あれは威力はそれなりにあるんだけどリーチが短いのが……投擲武器として使った方が強いし、なんかこう、一人で使うような武器じゃない気がする。
「さてと……で、あとはどうする?」
「……今日は泊めて」
「…………反応に困るんだけど」
「レモンエナジーの製作に取り掛かるよ。ホオズキエナジーを使い続けるのは負担が大きいと思うからね。負担のかかり方からして英はシルバーアームズが一番疲労感少ないんでしょ?」
「まあ……本当なら負担は大きいのにな」
「たぶんロックシードの中でも一番相性がいいんじゃないかな? もしくは、相性がいいように作られているのか」
「……その線もあるか」
父さんだし。とりあえず作業を始めた束の邪魔をしちゃ悪いとご飯の準備を始める。今日は徹夜だろうしな……束はちゃんと家に連絡を入れたのだろうか?
「束、一つ聞きたいんだけど家に連絡は?」
「んー、今日はイニシャルG殲滅しているからみんな避難しているよー」
「……マジで?」
「箒ちゃんはちーちゃんに預かってもらってるし、お父さんはいい機会だからって友達と遠くまで釣りに行って、お母さんは……業者を率いて殲滅していると思う」
「そこーおかしいことに気づいてー」
なんで業者を率いているんだよ。任せないのか……まあ束の母親だし、どこかズレてるんだろう。そもそも一般的な思考の人物からこんな娘が生まれるわけがないのだ。
「なんか失礼なこと考えただろ」
「いつものことだろ」
「……フンっ!」
「オグッ!? わ、わき腹はやめて……」
ごめん、さすがに今のは言いすぎました。
◇◇◇◇◇
気が付けば時間はもう夜中。作業を手伝ったり、ご飯作ったり、時折バグチェックしたり。色々やっていたと思うけど結構作業が進むの早いなぁ。
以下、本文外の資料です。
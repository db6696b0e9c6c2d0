//! Type definitions for ytdl-helper
//!
//! Source of truth for the data passed between yt-dlp, the wrapper and the UI.

use serde::{Deserialize, Deserializer, Serialize};
use serde_json::Value;

// ============================================
// Video Types
// ============================================

/// Metadata snapshot for one URL, as reported by yt-dlp
#[derive(Debug, Clone, Serialize, Deserialize)]
pub struct VideoInfo {
    pub id: String,
    pub title: String,
    pub uploader: String,
    /// YYYYMMDD, empty when unknown
    pub upload_date: String,
    /// Seconds
    pub duration: u64,
    pub view_count: u64,
    pub description: String,
    /// URL to thumbnail image
    pub thumbnail: String,
    /// Canonical page URL
    pub url: String,
    /// Container extension of the default format, if reported
    pub ext: Option<String>,
    pub is_playlist: bool,
    pub playlist_count: u64,
    /// Raw yt-dlp format records
    #[serde(skip)]
    pub formats: Vec<Value>,
    /// Raw playlist entries (flat)
    #[serde(skip)]
    pub entries: Vec<Value>,
}

fn str_field(info: &Value, key: &str) -> Option<String> {
    info.get(key).and_then(|v| v.as_str()).map(|s| s.to_string())
}

/// yt-dlp reports some counts and durations as floats
fn num_field(info: &Value, key: &str) -> Option<u64> {
    let v = info.get(key)?;
    v.as_u64()
        .or_else(|| v.as_f64().filter(|f| f.is_finite() && *f >= 0.0).map(|f| f as u64))
}

fn array_field(info: &Value, key: &str) -> Vec<Value> {
    info.get(key)
        .and_then(|v| v.as_array())
        .cloned()
        .unwrap_or_default()
}

impl VideoInfo {
    /// Build from the untyped record yt-dlp prints with `--dump-single-json`
    pub fn from_json(info: &Value) -> Self {
        let entries = array_field(info, "entries");
        let is_playlist = info.get("_type").and_then(|t| t.as_str()) == Some("playlist");

        let playlist_count = num_field(info, "playlist_count")
            .or_else(|| (!entries.is_empty()).then_some(entries.len() as u64))
            .unwrap_or(1);

        Self {
            id: str_field(info, "id").unwrap_or_default(),
            title: str_field(info, "title").unwrap_or_else(|| "Unknown".into()),
            uploader: str_field(info, "uploader").unwrap_or_else(|| "Unknown".into()),
            upload_date: str_field(info, "upload_date").unwrap_or_default(),
            duration: num_field(info, "duration").unwrap_or(0),
            view_count: num_field(info, "view_count").unwrap_or(0),
            description: str_field(info, "description").unwrap_or_default(),
            thumbnail: str_field(info, "thumbnail").unwrap_or_default(),
            url: str_field(info, "webpage_url")
                .or_else(|| str_field(info, "url"))
                .unwrap_or_default(),
            ext: str_field(info, "ext"),
            is_playlist,
            playlist_count,
            formats: array_field(info, "formats"),
            entries,
        }
    }

    /// Upload date as YYYY-MM-DD when it parses, otherwise as reported
    pub fn display_upload_date(&self) -> String {
        chrono::NaiveDate::parse_from_str(&self.upload_date, "%Y%m%d")
            .map(|d| d.format("%Y-%m-%d").to_string())
            .unwrap_or_else(|_| self.upload_date.clone())
    }
}

impl std::fmt::Display for VideoInfo {
    fn fmt(&self, f: &mut std::fmt::Formatter<'_>) -> std::fmt::Result {
        write!(f, "Video: {} by {}", self.title, self.uploader)
    }
}

/// Typed view over one raw format record, for the formats table
#[derive(Debug, Clone, PartialEq)]
pub struct FormatInfo {
    pub format_id: String,
    pub ext: String,
    /// Resolution, or the raw quality value when there is none
    pub quality: String,
    /// Exact or approximate size in bytes
    pub filesize: Option<u64>,
    pub codec: String,
    pub note: String,
}

impl FormatInfo {
    pub fn from_json(fmt: &Value) -> Self {
        let quality = str_field(fmt, "resolution")
            .or_else(|| fmt.get("quality").filter(|q| !q.is_null()).map(|q| match q {
                Value::String(s) => s.clone(),
                other => other.to_string(),
            }))
            .unwrap_or_else(|| "unknown".into());

        let vcodec = str_field(fmt, "vcodec").filter(|c| c != "none");
        let acodec = str_field(fmt, "acodec").filter(|c| c != "none");
        let codec = match (vcodec, acodec) {
            (Some(v), Some(a)) => format!("{}+{}", v, a),
            (Some(v), None) => v,
            (None, Some(a)) => a,
            (None, None) => str_field(fmt, "codec").unwrap_or_else(|| "unknown".into()),
        };

        Self {
            format_id: str_field(fmt, "format_id").unwrap_or_else(|| "unknown".into()),
            ext: str_field(fmt, "ext").unwrap_or_else(|| "unknown".into()),
            quality,
            filesize: num_field(fmt, "filesize")
                .or_else(|| num_field(fmt, "filesize_approx"))
                .filter(|s| *s > 0),
            codec,
            note: str_field(fmt, "format_note").unwrap_or_default(),
        }
    }
}

// ============================================
// Progress Types
// ============================================

/// Status of a yt-dlp progress report
#[derive(Debug, Clone, Copy, PartialEq, Eq, Deserialize)]
#[serde(rename_all = "lowercase")]
pub enum ProgressStatus {
    Downloading,
    Finished,
    /// Post-processing done; `filename` is the final path
    Moved,
    Error,
    #[serde(other)]
    Unknown,
}

fn lenient_u64<'de, D: Deserializer<'de>>(d: D) -> Result<Option<u64>, D::Error> {
    Ok(Option::<f64>::deserialize(d)?
        .filter(|v| v.is_finite() && *v >= 0.0)
        .map(|v| v as u64))
}

/// One progress report from a running download
#[derive(Debug, Clone, PartialEq, Deserialize)]
pub struct ProgressEvent {
    pub status: ProgressStatus,
    #[serde(default)]
    pub filename: Option<String>,
    #[serde(default, deserialize_with = "lenient_u64")]
    pub downloaded_bytes: Option<u64>,
    #[serde(default, deserialize_with = "lenient_u64")]
    pub total_bytes: Option<u64>,
    #[serde(default, deserialize_with = "lenient_u64")]
    pub total_bytes_estimate: Option<u64>,
    /// Bytes per second
    #[serde(default)]
    pub speed: Option<f64>,
    /// Seconds remaining
    #[serde(default)]
    pub eta: Option<f64>,
    #[serde(default)]
    pub error: Option<String>,
    /// 1-based position inside a playlist, filled from the info dict
    #[serde(skip)]
    pub playlist_index: Option<u64>,
}

impl ProgressEvent {
    pub fn new(status: ProgressStatus) -> Self {
        Self {
            status,
            filename: None,
            downloaded_bytes: None,
            total_bytes: None,
            total_bytes_estimate: None,
            speed: None,
            eta: None,
            error: None,
            playlist_index: None,
        }
    }

    /// Exact total when known, else yt-dlp's estimate
    pub fn total(&self) -> Option<u64> {
        self.total_bytes.or(self.total_bytes_estimate).filter(|t| *t > 0)
    }
}

// ============================================
// Playlist Types
// ============================================

/// Closed, 1-based interval of playlist items
#[derive(Debug, Clone, Copy, PartialEq, Eq)]
pub struct PlaylistRange {
    pub start: u64,
    pub end: u64,
}

impl PlaylistRange {
    pub fn is_empty(&self) -> bool {
        self.start > self.end
    }

    pub fn len(&self) -> u64 {
        if self.is_empty() { 0 } else { self.end - self.start + 1 }
    }
}

/// What the caller asked for on a playlist download
#[derive(Debug, Clone, Copy, PartialEq, Eq)]
pub struct PlaylistRequest {
    pub start_item: u64,
    pub end_item: Option<u64>,
    /// Falls back to the configured cap when unset
    pub max_items: Option<u64>,
}

impl Default for PlaylistRequest {
    fn default() -> Self {
        Self {
            start_item: 1,
            end_item: None,
            max_items: None,
        }
    }
}

// ============================================
// Selector Types
// ============================================

/// Item displayed in selector menu
#[derive(Debug, Clone)]
pub struct MenuItem<T> {
    /// Display text
    pub label: String,
    /// Underlying value
    pub value: T,
}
果実は多めに採取していたようで、足りなくなることはなかったけど。
「設計図はあったからね。ただ、取り置いてある果実を消費しちゃうのがねぇ」
「なるべく高ランクのロックシードを生成できる素材じゃないといけなかったしなぁ」
「……でも、これでようやく完成だよ」
「レモンエナジーロックシード……試運転してみるか」
「もしも危険だと感じたらすぐに解除してね」
「わかってるよ……大丈夫、束の腕なら」
「……そういうのをさらっと言わないでよ」
まあ、とにかくドライバーを装着して銀のリンゴとレモンエナジーをセットする。
いつもの和風の音楽が流れ出して準備が整った……いくぞ。
【ミックス! シルバーアームズ! 白銀ニューステージ! ジンバーレモン! ハハーッ!】
二つのクラックから飛び出した鎧は空中で混ざり合い、黒い鎧へと変化する。装着自体の動きはそれほど変わりないが、体に流れるエネルギーはシルバーアームズの時よりも強力だ。
そして、手には新たな武器ソニックアロー……どうやらアームズウエポンは使用できなくなったらしく、手に握られていない……呼び出すのかと思い、力を込めて出てくるのは無双セイバー……
「思っていたよりかは、出力低め……シルバーアームズよりは強そうだけど」
「ジンバーホオズキが攻撃特化過ぎるんだよ。素で白騎士の荷電粒子砲を切れるぐらいに強いんだよ、アレ」
「そこまでパワーあるのかよ……というかいつの間に計測したんだ?」
「束さんですから、ぶいぶい!」
「そうですか……それで、なんで無双セイバー?」
「うーん、ジンバーアームズ本来の仕様はこっちみたいだね。ソニックアローを標準装備として、遠近両方で戦えるようにしたのかな……あとは、エナジーロックシードの換装でそれぞれ特化した能力を付与しようとしたんじゃないかな……でも、そっちは未完成みたいだけどね。作るにしても、こっちは時間かかりそう」
「なるほどなぁ……ジンバーレモンに特殊能力は?」
「無い。能力を引き上げるだけ。一号機ってそういうものだよ」
「……まあ、そうだよな」
「…………束さんは白騎士にこれでもかと技術をぶち込んだんですけどね」
「オイコラ」
一度、どんな機能をぶち込んだのか聞き出してみたいものだ……なんかヤバいものまで作っているんじゃないだろうか?
「じゃあ、お休み……」
「おーい……本当に眠ったよこの子…………お疲れ様。あと、本当にありがとうな」
戦いは激化する。これからが大変だろうけど……束のおかげで前に進めそうだ。
タオルケットを持ってきて束にかけてやる。風邪をひくといけないしね。
明日は学校あるし、僕も早く寝るか。
翌日、二人で家から出てきたところを織斑に見られて思いっきりからかわれたんだけど、それは別の話。
できれば次の劇場版までには完結させたい。
そして登場レモンエナジー。元々設計図やデータはあったので完成は早かった。
他の三つはまだ先だけどね!
ジンバーメロンって結局どうなったのか。